What is Reading Fluency?
Reading fluency is a student’s ability to read a passage with accuracy, speed, and appropriate expression.
Fluent readers are pleasant to listen to; they can read out loud and engage an audience with the text because their reading is compelling and flowing. Fluent reading allows a student to take in content from a macro level and focus on the entirety of a piece rather than individual vocabulary words.
Fluent readers can take in volume because they read quickly, and often that volume allows unfamiliar vocabulary to be determined by context. If you would like to read more about fluency, this 2005 report is a great resource for unpacking the details of reading fluency as an important cognitive skill.
One of the most vital exercises for increasing the fluency of a student’s reading is practice. Sustained, silent reading is an activity that should be done frequently, both in the classroom and at home. Encourage your student to find books that pique his interest as he is more likely to read those than books selected for him.
Additionally, reading aloud to a student using proper inflection, pace, and tone can help the student understand and model reading fluency. In short: read frequently with your student to help him or her develop fluent reading skills.
What is Reading Comprehension?
Reading comprehension is a student’s ability to understand the passage he or she just read.
While reading fluency is an important base skill to have in order for reading comprehension to develop, the two are not identical. Students can often read long passages fluently, but then find themselves unable to answer questions about what they just read.
Reading comprehension is a much more difficult skill to assess than reading fluency, but there are a few methods you can use to help determine if your child is understanding her reading.
One great method is to read together (perhaps chapter by chapter) and then discuss the piece read, asking plenty of questions about the characters, setting, and details that were in the selection.
Make sure you’re asking your child to support his ideas with things he got from the reading. Simply saying, “I think this character is brave” isn’t quite enough to determine reading comprehension. Instead, something like, “I think this character is brave because she faced the dragon” will tell you if your child understood what was going on.
One study indicates that “context fluency,”or a reader’s ability to understand a passage based on some external context, was a strong indicator of reading comprehension. A good way to leverage this would be to find pieces to read together that relate to the student’s world, and then discuss how the piece of reading perhaps changed the student’s point of view about his world. Again, details are helpful indicators of reading comprehension.
There are some studies that conclude that repeated readings of the same text can help bolster reading comprehension skills. Certainly, expanding the student’s vocabulary works to exercise and expand his or her reading comprehension as well.
Conclusion
When it comes to reading, practice really does make perfect. The more you can encourage your student to read, the more adept at the skill he or she will become.

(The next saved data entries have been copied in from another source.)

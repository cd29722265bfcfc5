//! Script public keys: the versioned locking scripts attached to outputs.
//!
//! Provides the `ScriptPublicKey` type and the translation between
//! addresses and the two standard locking templates.

use std::fmt;

use kas_primitives::util::{encode_script_public_key, KasReader};

use crate::address::{Address, Prefix, Version, PAYLOAD_LEN};
use crate::opcodes::*;
use crate::ScriptError;

/// Script version used by every standard template.
pub const DEFAULT_SCRIPT_VERSION: u16 = 0;

/// A locking script together with its script version.
#[derive(Clone, PartialEq, Eq, Hash, Default)]
pub struct ScriptPublicKey {
    version: u16,
    script: Vec<u8>,
}

impl ScriptPublicKey {
    // -----------------------------------------------------------------------
    // Constructors
    // -----------------------------------------------------------------------

    /// Create a script public key from a version and raw script bytes.
    pub fn new(version: u16, script: Vec<u8>) -> Self {
        ScriptPublicKey { version, script }
    }

    /// Create a version-0 script public key from a hex-encoded script.
    ///
    /// # Arguments
    /// * `hex_str` - The script bytes as hex (e.g. `20...ac`).
    ///
    /// # Returns
    /// A `ScriptPublicKey`, or an error if the hex is invalid.
    pub fn from_hex(hex_str: &str) -> Result<Self, ScriptError> {
        Self::from_hex_with_version(DEFAULT_SCRIPT_VERSION, hex_str)
    }

    /// Create a script public key of the given version from hex.
    pub fn from_hex_with_version(version: u16, hex_str: &str) -> Result<Self, ScriptError> {
        let script = hex::decode(hex_str)?;
        Ok(ScriptPublicKey { version, script })
    }

    /// Decode the `u16le(version) || var_bytes(script)` layout produced by
    /// [`ScriptPublicKey::to_bytes`].
    ///
    /// # Returns
    /// The script public key, or `MalformedScriptPublicKey` if the data is
    /// truncated or has trailing bytes.
    pub fn from_bytes(bytes: &[u8]) -> Result<Self, ScriptError> {
        let malformed = |e: kas_primitives::PrimitivesError| ScriptError::MalformedScriptPublicKey(e.to_string());
        let mut reader = KasReader::new(bytes);
        let version = reader.read_u16_le().map_err(malformed)?;
        let script = reader.read_var_bytes().map_err(malformed)?.to_vec();
        if reader.remaining() != 0 {
            return Err(ScriptError::MalformedScriptPublicKey(format!(
                "{} trailing bytes",
                reader.remaining()
            )));
        }
        Ok(ScriptPublicKey { version, script })
    }

    /// Build the pay-to-pubkey script `OP_DATA_32 <key> OP_CHECKSIG`.
    pub fn pay_to_pub_key(x_only_key: &[u8; PAYLOAD_LEN]) -> Self {
        let mut script = Vec::with_capacity(P2PK_SCRIPT_LEN);
        script.push(OP_DATA_32);
        script.extend_from_slice(x_only_key);
        script.push(OP_CHECKSIG);
        ScriptPublicKey::new(DEFAULT_SCRIPT_VERSION, script)
    }

    /// Build the pay-to-script-hash script `OP_BLAKE2B OP_DATA_32 <hash> OP_EQUAL`.
    pub fn pay_to_script_hash(script_hash: &[u8; PAYLOAD_LEN]) -> Self {
        let mut script = Vec::with_capacity(P2SH_SCRIPT_LEN);
        script.push(OP_BLAKE2B);
        script.push(OP_DATA_32);
        script.extend_from_slice(script_hash);
        script.push(OP_EQUAL);
        ScriptPublicKey::new(DEFAULT_SCRIPT_VERSION, script)
    }

    // -----------------------------------------------------------------------
    // Accessors
    // -----------------------------------------------------------------------

    /// The script version.
    pub fn version(&self) -> u16 {
        self.version
    }

    /// The raw script bytes.
    pub fn script(&self) -> &[u8] {
        &self.script
    }

    /// The script bytes as lowercase hex.
    pub fn to_hex(&self) -> String {
        hex::encode(&self.script)
    }

    /// Serialize as `u16le(version) || u64le(len) || script`.
    pub fn to_bytes(&self) -> Vec<u8> {
        encode_script_public_key(self.version, &self.script)
    }

    // -----------------------------------------------------------------------
    // Classification
    // -----------------------------------------------------------------------

    /// Whether this is a standard pay-to-pubkey script.
    pub fn is_pay_to_pub_key(&self) -> bool {
        let s = &self.script;
        s.len() == P2PK_SCRIPT_LEN && s[0] == OP_DATA_32 && s[P2PK_SCRIPT_LEN - 1] == OP_CHECKSIG
    }

    /// Whether this is a standard pay-to-script-hash script.
    pub fn is_pay_to_script_hash(&self) -> bool {
        let s = &self.script;
        s.len() == P2SH_SCRIPT_LEN
            && s[0] == OP_BLAKE2B
            && s[1] == OP_DATA_32
            && s[P2SH_SCRIPT_LEN - 1] == OP_EQUAL
    }

    /// Extract the address this script pays to.
    ///
    /// # Arguments
    /// * `prefix` - Network prefix for the resulting address.
    ///
    /// # Returns
    /// The owning `Address`, or `NonStandardScript` if the script matches
    /// neither template.
    pub fn to_address(&self, prefix: Prefix) -> Result<Address, ScriptError> {
        let mut payload = [0u8; PAYLOAD_LEN];
        if self.is_pay_to_pub_key() {
            payload.copy_from_slice(&self.script[1..1 + PAYLOAD_LEN]);
            Ok(Address::new(prefix, Version::PubKey, payload))
        } else if self.is_pay_to_script_hash() {
            payload.copy_from_slice(&self.script[2..2 + PAYLOAD_LEN]);
            Ok(Address::new(prefix, Version::ScriptHash, payload))
        } else {
            Err(ScriptError::NonStandardScript(self.to_hex()))
        }
    }
}

impl fmt::Debug for ScriptPublicKey {
    fn fmt(&self, f: &mut fmt::Formatter<'_>) -> fmt::Result {
        write!(f, "ScriptPublicKey(v{}, {})", self.version, self.to_hex())
    }
}

impl Address {
    /// Recover the address that owns a locking script.
    pub fn from_script_public_key(
        script_public_key: &ScriptPublicKey,
        prefix: Prefix,
    ) -> Result<Self, ScriptError> {
        script_public_key.to_address(prefix)
    }

    /// The locking script for this address.
    pub fn script_public_key(&self) -> ScriptPublicKey {
        match self.version {
            Version::PubKey => ScriptPublicKey::pay_to_pub_key(&self.payload),
            Version::ScriptHash => ScriptPublicKey::pay_to_script_hash(&self.payload),
        }
    }
}

/// Translate an address string into the script public key that locks to it.
///
/// # Arguments
/// * `address` - A bech32 Kaspa address.
///
/// # Returns
/// A version-0 `ScriptPublicKey` (34 bytes for pay-to-pubkey, 35 bytes for
/// pay-to-script-hash), or an error for invalid or unsupported addresses.
pub fn address_to_script_public_key(address: &str) -> Result<ScriptPublicKey, ScriptError> {
    Ok(Address::from_string(address)?.script_public_key())
}

/// Derive the pay-to-pubkey address string for an x-only public key.
///
/// # Arguments
/// * `x_only_key` - The 32-byte Schnorr public key.
/// * `is_testnet` - Selects the `kaspatest` prefix instead of `kaspa`.
pub fn public_key_to_address(x_only_key: &[u8; PAYLOAD_LEN], is_testnet: bool) -> String {
    Address::from_public_key(Prefix::from_testnet_flag(is_testnet), x_only_key).to_string()
}

#[cfg(test)]
mod tests {
    use super::*;

    #[test]
    fn test_p2pk_layout() {
        let key = [0x5au8; 32];
        let spk = ScriptPublicKey::pay_to_pub_key(&key);
        assert_eq!(spk.version(), 0);
        assert_eq!(spk.script().len(), 34);
        assert_eq!(spk.script()[0], 0x20);
        assert_eq!(&spk.script()[1..33], &key);
        assert_eq!(spk.script()[33], 0xac);
        assert!(spk.is_pay_to_pub_key());
        assert!(!spk.is_pay_to_script_hash());
    }

    #[test]
    fn test_p2sh_layout() {
        let hash = [0x33u8; 32];
        let spk = ScriptPublicKey::pay_to_script_hash(&hash);
        assert_eq!(spk.script().len(), 35);
        assert_eq!(&spk.script()[..2], &[0xaa, 0x20]);
        assert_eq!(&spk.script()[2..34], &hash);
        assert_eq!(spk.script()[34], 0x87);
        assert!(spk.is_pay_to_script_hash());
    }

    #[test]
    fn test_address_to_script_public_key() {
        let key = [0x07u8; 32];
        let addr = public_key_to_address(&key, false);
        let spk = address_to_script_public_key(&addr).unwrap();
        assert_eq!(spk, ScriptPublicKey::pay_to_pub_key(&key));

        let p2sh = Address::new(Prefix::Testnet, Version::ScriptHash, key).to_string();
        let spk = address_to_script_public_key(&p2sh).unwrap();
        assert_eq!(spk, ScriptPublicKey::pay_to_script_hash(&key));
    }

    #[test]
    fn test_public_key_to_address_prefix() {
        let key = [0x07u8; 32];
        assert!(public_key_to_address(&key, true).starts_with("kaspatest:"));
        assert!(public_key_to_address(&key, false).starts_with("kaspa:"));
    }

    #[test]
    fn test_script_to_address() {
        let key = [0x44u8; 32];
        let spk = ScriptPublicKey::pay_to_pub_key(&key);
        let addr = Address::from_script_public_key(&spk, Prefix::Mainnet).unwrap();
        assert_eq!(addr.to_string(), public_key_to_address(&key, false));

        let odd = ScriptPublicKey::new(0, vec![0x51]);
        assert!(matches!(odd.to_address(Prefix::Mainnet), Err(ScriptError::NonStandardScript(_))));
    }

    #[test]
    fn test_hex_and_bytes() {
        let key = [0x01u8; 32];
        let spk = ScriptPublicKey::pay_to_pub_key(&key);
        let parsed = ScriptPublicKey::from_hex(&spk.to_hex()).unwrap();
        assert_eq!(parsed, spk);

        let bytes = spk.to_bytes();
        assert_eq!(&bytes[..2], &[0, 0]);
        assert_eq!(&bytes[2..10], &34u64.to_le_bytes());
        assert_eq!(&bytes[10..], spk.script());

        assert!(ScriptPublicKey::from_hex("zz").is_err());
    }

    #[test]
    fn test_from_bytes_inverts_to_bytes() {
        let p2sh = ScriptPublicKey::pay_to_script_hash(&[0x09u8; 32]);
        assert_eq!(ScriptPublicKey::from_bytes(&p2sh.to_bytes()).unwrap(), p2sh);

        let versioned = ScriptPublicKey::new(3, vec![0x51, 0x52]);
        assert_eq!(ScriptPublicKey::from_bytes(&versioned.to_bytes()).unwrap(), versioned);

        let empty = ScriptPublicKey::new(0, Vec::new());
        assert_eq!(ScriptPublicKey::from_bytes(&empty.to_bytes()).unwrap(), empty);
    }

    #[test]
    fn test_from_bytes_rejects_malformed() {
        let bytes = ScriptPublicKey::pay_to_pub_key(&[0x01u8; 32]).to_bytes();
        assert!(matches!(
            ScriptPublicKey::from_bytes(&bytes[..bytes.len() - 1]),
            Err(ScriptError::MalformedScriptPublicKey(_))
        ));

        let mut trailing = bytes.clone();
        trailing.push(0xff);
        assert!(matches!(
            ScriptPublicKey::from_bytes(&trailing),
            Err(ScriptError::MalformedScriptPublicKey(m)) if m.contains("trailing")
        ));

        assert!(ScriptPublicKey::from_bytes(&[0x00]).is_err());
    }
}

Read together. Read books that are slightly below his reading level to help increase confidence and fluency. Read books that are slightly above her reading level to help increase vocabulary (though this will have to be done together and slowly so as to allow your reader the chance to ask any questions about vocabulary or context that might come up). Read aloud to each other. Take turns picking books. Start a family book club.
Bottom line — read together and read often!